Voor wat betreft de administratieve scheiding bestaat dit instemmingsrecht indien op grond van artikel 2:334a van het BW een juridische splitsing plaatsvindt. Uit artikel 53, zesde lid, van de Woningwet volgt immers dat het hiervoor onder overweging 10.2. genoemde instemmingsrecht bij een juridische fusie van overeenkomstige toepassing is op een juridische splitsing. De rechtbank stelt vast dat de ter goedkeuring aan verweerder voorgelegde scheiding, zoals [Stichting] ook zelf onderschrijft, de hiervoor bedoelde combinatie is van een administratieve scheiding met een juridische splitsing. Naar het oordeel van de rechtbank bestond om die reden een instemmingsrecht voor eisers.
Conclusie
11. Gelet op het voorgaande is de rechtbank van oordeel dat verweerder ten onrechte haar goedkeuring aan het scheidingsvoorstel van [Stichting] heeft verleend.

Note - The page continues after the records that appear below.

//! Core plugin logic for Sessy Bridge
//!
//! [`SessyPlugin`] carries the host callbacks as methods. The host (or the
//! standalone adapter) constructs one instance and drives it: `on_start`
//! once, `on_heartbeat` on every tick, `on_command` when a user touches a
//! device, `on_stop` at shutdown. Each call runs to completion before the
//! next one starts.

use crate::config::{DeviceConfig, DeviceFile, PluginConfig};
use crate::error::{Result, SessyError};
use crate::host::Host;
use crate::logging::{StructuredLogger, get_logger};
use crate::retry::RetryPolicy;
use crate::sessy::{SessyApi, SessyClient};
use std::sync::Arc;
use std::time::Duration;

pub mod aggregate;
mod commands;
pub mod devices;
mod poll;

pub use aggregate::{BatteryReading, SystemAggregate};
pub use commands::{CommandVerb, setpoint_share};

/// Builds an API handle for a configured device
pub trait Connector: Send + Sync {
    fn connect(&self, device: &DeviceConfig) -> Result<Arc<dyn SessyApi>>;
}

/// Connector producing real HTTP clients
#[derive(Debug, Clone)]
pub struct HttpConnector {
    timeout: Duration,
}

impl HttpConnector {
    pub fn new(timeout: Duration) -> Self {
        Self { timeout }
    }
}

impl Connector for HttpConnector {
    fn connect(&self, device: &DeviceConfig) -> Result<Arc<dyn SessyApi>> {
        Ok(Arc::new(SessyClient::new(device, self.timeout)?))
    }
}

/// A configured device and its API handle
#[derive(Clone)]
pub(crate) struct Endpoint {
    pub(crate) config: DeviceConfig,
    pub(crate) api: Arc<dyn SessyApi>,
}

/// Plugin lifecycle state
#[derive(Debug, Clone, PartialEq, Eq)]
pub enum PluginState {
    /// `on_start` has not run yet
    Stopped,
    /// Devices created, heartbeats poll
    Running,
    /// Startup failed; heartbeats do nothing
    Disabled(String),
}

/// Sessy battery plugin instance
pub struct SessyPlugin {
    settings: PluginConfig,
    retry: RetryPolicy,
    connector: Arc<dyn Connector>,
    batteries: Vec<Endpoint>,
    meters: Vec<Endpoint>,
    state: PluginState,
    /// Heartbeats left until the next poll pass
    run_counter: u32,
    /// Heartbeats left until the next P1/schedule poll
    p1_counter: u32,
    logger: StructuredLogger,
}

impl SessyPlugin {
    /// Create a plugin; nothing is read or contacted until `on_start`
    pub fn new(settings: PluginConfig, connector: Arc<dyn Connector>) -> Self {
        let retry = RetryPolicy::from_config(&settings);
        Self {
            settings,
            retry,
            connector,
            batteries: Vec::new(),
            meters: Vec::new(),
            state: PluginState::Stopped,
            run_counter: 1,
            p1_counter: 0,
            logger: get_logger("plugin"),
        }
    }

    pub fn state(&self) -> &PluginState {
        &self.state
    }

    pub fn is_enabled(&self) -> bool {
        self.state == PluginState::Running
    }

    /// Names of the configured batteries
    pub fn battery_names(&self) -> Vec<&str> {
        self.batteries.iter().map(|b| b.config.name.as_str()).collect()
    }

    /// Read the device file, create missing devices, start the heartbeat
    pub fn on_start(&mut self, host: &mut dyn Host) -> Result<()> {
        self.logger.info(&format!(
            "Starting, reading devices from {}",
            self.settings.devices_file
        ));
        let devices = match DeviceFile::from_file(&self.settings.devices_file) {
            Ok(devices) => devices,
            Err(e) => {
                self.disable(&e);
                return Err(e);
            }
        };
        self.start_with_devices(host, devices)
    }

    /// Start from an already parsed device file
    pub fn start_with_devices(&mut self, host: &mut dyn Host, devices: DeviceFile) -> Result<()> {
        if let Err(e) = self.try_start(host, devices) {
            self.disable(&e);
            return Err(e);
        }
        self.state = PluginState::Running;
        self.run_counter = 1;
        self.p1_counter = 0;
        host.set_heartbeat(self.settings.heartbeat_seconds);
        self.logger.info(&format!(
            "Started with {} batteries and {} P1 meters",
            self.batteries.len(),
            self.meters.len()
        ));
        Ok(())
    }

    fn try_start(&mut self, host: &mut dyn Host, devices: DeviceFile) -> Result<()> {
        devices.validate()?;

        let connect = |list: &[DeviceConfig]| -> Result<Vec<Endpoint>> {
            list.iter()
                .map(|config| {
                    Ok(Endpoint {
                        api: self.connector.connect(config)?,
                        config: config.clone(),
                    })
                })
                .collect()
        };
        let batteries = connect(&devices.batteries)?;
        let meters = connect(&devices.p1meter)?;

        let mut specs = Vec::new();
        for battery in &batteries {
            specs.extend(devices::battery_specs(&battery.config.name));
        }
        if !batteries.is_empty() {
            specs.extend(devices::system_specs());
        }
        for meter in &meters {
            specs.extend(devices::p1_specs(&meter.config.name));
        }
        for spec in specs {
            if !host.has_device(&spec.device_id, spec.unit) {
                self.logger
                    .debug(&format!("Creating device {}", spec.name));
                host.create_device(spec)?;
            }
        }

        self.batteries = batteries;
        self.meters = meters;
        Ok(())
    }

    fn disable(&mut self, error: &SessyError) {
        self.logger
            .error(&format!("Startup failed, plugin disabled: {}", error));
        self.batteries.clear();
        self.meters.clear();
        self.state = PluginState::Disabled(error.to_string());
    }

    /// One host heartbeat tick
    ///
    /// Too many failed retries abort the battery pass with an error; the
    /// next tick starts over. A due P1 and schedule poll still runs.
    pub async fn on_heartbeat(&mut self, host: &mut dyn Host) -> Result<()> {
        if !self.is_enabled() {
            return Ok(());
        }

        let poll_meters = self.p1_counter == 0;
        if poll_meters {
            self.p1_counter = self.settings.p1_interval_ticks;
        }
        self.p1_counter = self.p1_counter.saturating_sub(1);

        self.run_counter = self.run_counter.saturating_sub(1);
        let batteries = if self.run_counter == 0 {
            self.run_counter = self.settings.refresh_ticks;
            self.poll_batteries(host).await
        } else {
            Ok(())
        };

        let meters = if poll_meters {
            let meters = self.poll_meters(host).await;
            self.poll_schedule(host).await;
            meters
        } else {
            Ok(())
        };
        batteries.and(meters)
    }

    /// Release devices; the host keeps their values
    pub fn on_stop(&mut self) {
        self.logger.info("Stopping");
        self.batteries.clear();
        self.meters.clear();
        self.state = PluginState::Stopped;
    }

    /// Make the next heartbeat run a poll pass
    pub(crate) fn request_poll(&mut self) {
        self.run_counter = 1;
    }
}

Het beroep is gegrond en de rechtbank vernietigt het bestreden besluit.
12. De rechtbank ziet geen aanleiding de rechtsgevolgen van het bestreden besluit in stand te laten, zelf in de zaak te voorzien of een bestuurlijke lus toe te passen, omdat dat naar het zich laat aanzien geen doelmatige en efficiënte afdoeningswijze zou inhouden. Verweerder zal daarom met inachtneming van deze uitspraak een nieuw besluit moeten nemen. De rechtbank stelt hiervoor een termijn van zes weken.
13. Omdat de rechtbank het beroep gegrond verklaart, bepaalt de rechtbank dat verweerder aan eisers het door hen betaalde griffierecht vergoedt.
14. De rechtbank veroordeelt verweerder in de door eisers gemaakte proceskosten. Deze kosten stelt de rechtbank op grond van het Besluit proceskosten bestuursrecht voor de door een derde beroepsmatig verleende rechtsbijstand vast op € 1.024,- (1 punt voor het indienen van het beroepschrift en 1 punt voor het verschijnen ter zitting, met een waarde per punt van € 512,- en een wegingsfactor 1).

Beslissing

De rechtbank:
  • verklaart het beroep gegrond;
  • vernietigt het bestreden besluit;
  • draagt verweerder op binnen zes weken na de dag van verzending van deze uitspraak een nieuw besluit te nemen op het bezwaar met inachtneming van deze uitspraak;
  • draagt verweerder op het betaalde griffierecht van € 338,- aan eisers te vergoeden;
  • veroordeelt verweerder in de proceskosten van eisers tot een bedrag van € 1.024,-.
Deze uitspraak is gedaan door mr. L.H. Waller, voorzitter, en mr. A.K. Mireku en mr. R.P.F. de Groot, leden, in aanwezigheid van mr. M.A. Knikkink, griffier
.De beslissing is in het openbaar uitgesproken op 14 november 2019.
griffier
voorzitter
Afschrift verzonden aan partijen op:

Rechtsmiddel

Tegen deze uitspraak kan binnen zes weken na de dag van verzending daarvan hoger beroep worden ingesteld bij de Afdeling bestuursrechtspraak van de Raad van State.
Als hoger beroep is ingesteld, kan bij de voorzieningenrechter van de hogerberoepsrechter worden verzocht om het treffen van een voorlopige voorziening.

Voetnoten

1.Diensten van Algemeen Economisch Belang.
2.Besluit toegelaten instellingen volkshuisvesting 2015.
3.Staatsblad 2015, nr. 231, paragraaf 4.5.3, pagina 124.